Having laid out the context, we can finally discuss how Athanasiou et al. found their answer. A test charge in the field theory in the gravitational dual is represented by a string with its endpoint on the boundary of a five-dimensional spacetime, its tail hanging down. This setup is depicted in Fig. 1. The endpoint of the string represents the field theory charge; so for the problem of synchrotron radiation, one is looking for a string embedding subject to the boundary conditions that the string endpoint performs uniform circular motion. The force needed to keep the endpoint moving on this accelerated trajectory determines the total power of the emitted radiation, as was already found by Mikhailov [7]. The tail of the string is the holographic dual of the gluon cloud emitted by the string. In order to get the exact energy distribution in the field theory, one needs to solve the linearized gravitational deformation due to the string source. This still would be quite a formidable numerical problem, but what enabled Athanasiou et al. to come up with their simple answer was an analytic solution for the nonlinear string embedding, which made the subsequent linearized gravitational problem feasible.

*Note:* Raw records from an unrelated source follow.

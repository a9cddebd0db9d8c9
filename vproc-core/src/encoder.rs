//! # Encoder Unit
//!
//! Interface of the hardware encode session. The encoder is driven, not
//! pulled: the processor calls [`Encoder::on_frame_available`] once per
//! rendered frame and the encoder reads the bound source texture itself.
//! Encoded output goes straight to an [`EncodedSampleSink`] (the muxer).

use serde::Serialize;
use std::sync::Arc;
use thiserror::Error;

use crate::config::ProcessingContext;
use crate::media::{Sample, Size, VideoFormat};
use crate::surface::{GpuContext, TextureId};

#[derive(Debug, Clone, PartialEq, Eq, Error)]
pub enum EncoderError {
    #[error("Invalid encoder config: {0}")]
    InvalidConfig(String),
    #[error("Encoder configure failed: {0}")]
    Configure(String),
    #[error("Encoder not prepared")]
    NotPrepared,
    #[error("Encoder stopped")]
    Stopped,
    #[error("Encode failed: {0}")]
    EncodeFailed(String),
}

// ============================================================================
// Configuration bundle
// ============================================================================

#[derive(Debug, Clone, Serialize)]
pub struct EncoderConfig {
    pub width: u32,
    pub height: u32,
    pub fps: u32,
    /// Seconds between key frames
    pub i_frame_interval: u32,
    /// Bits per second
    pub bitrate: u32,
    pub profile: Option<u32>,
    pub level: Option<u32>,
    /// Rendering context the source texture lives in
    #[serde(skip)]
    pub context: GpuContext,
    #[serde(skip)]
    pub source_texture: TextureId,
}

impl EncoderConfig {
    /// Bundle the session's video settings with the GPU binding
    pub fn from_context(ctx: &ProcessingContext, context: GpuContext, source_texture: TextureId) -> Self {
        Self {
            width: ctx.video.width,
            height: ctx.video.height,
            fps: ctx.video.fps,
            i_frame_interval: ctx.video.i_frame_interval,
            bitrate: ctx.video.bitrate,
            profile: ctx.video.profile,
            level: ctx.video.level,
            context,
            source_texture,
        }
    }

    pub fn size(&self) -> Size {
        Size::new(self.width, self.height)
    }

    pub fn validate(&self) -> Result<(), EncoderError> {
        if self.size().is_empty() {
            return Err(EncoderError::InvalidConfig(format!("empty frame size {}", self.size())));
        }
        if self.fps == 0 {
            return Err(EncoderError::InvalidConfig("fps is 0".into()));
        }
        if self.bitrate == 0 {
            return Err(EncoderError::InvalidConfig("bitrate is 0".into()));
        }
        Ok(())
    }

    /// Frames between key frames
    pub fn gop_length(&self) -> u32 {
        self.fps.saturating_mul(self.i_frame_interval.max(1))
    }
}

// ============================================================================
// Traits
// ============================================================================

/// Receiver of encoded video
pub trait EncodedSampleSink: Send + Sync {
    /// Output format is known; registers the video track
    fn on_format_changed(&self, format: &VideoFormat);

    fn write_video_sample(&self, sample: Sample);
}

/// One-shot signal that the hardware session accepts frames
pub type PreparedCallback = Box<dyn FnOnce() + Send + 'static>;

pub trait Encoder: Send + Sync {
    fn start(&self) -> Result<(), EncoderError>;

    /// Drain and stop. Idempotent.
    fn stop(&self);

    /// Encode whatever is currently on the source texture
    fn on_frame_available(&self, pts_us: i64) -> Result<(), EncoderError>;

    fn config(&self) -> &EncoderConfig;
}

pub trait EncoderFactory: Send + Sync {
    fn create(
        &self,
        config: EncoderConfig,
        on_prepared: PreparedCallback,
        sink: Option<Arc<dyn EncodedSampleSink>>,
    ) -> Result<Arc<dyn Encoder>, EncoderError>;
}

While it still remains to be seen whether, in the end, this work will lead to a better understanding of the physics of jets at the LHC, it is clear that it has opened new doors and laid to rest some concerns about the usefulness of holographic models for jet physics. As a first step, one should now revisit proposals for realizing jets in a holographic theory, as have been put forward, e.g., in Ref. [8]. Holography allows one to study the detailed energy patterns in these jets, which apparently do not have to be round. To what extent it depends on initial conditions and whether it resembles the central region of a QCD jet remains to be seen.
References
- C. Athanasiou, P. M. Chesler, H. Liu, D. Nickel, and K. Rajagopal, Phys. Rev. D 81, 126001 (2010)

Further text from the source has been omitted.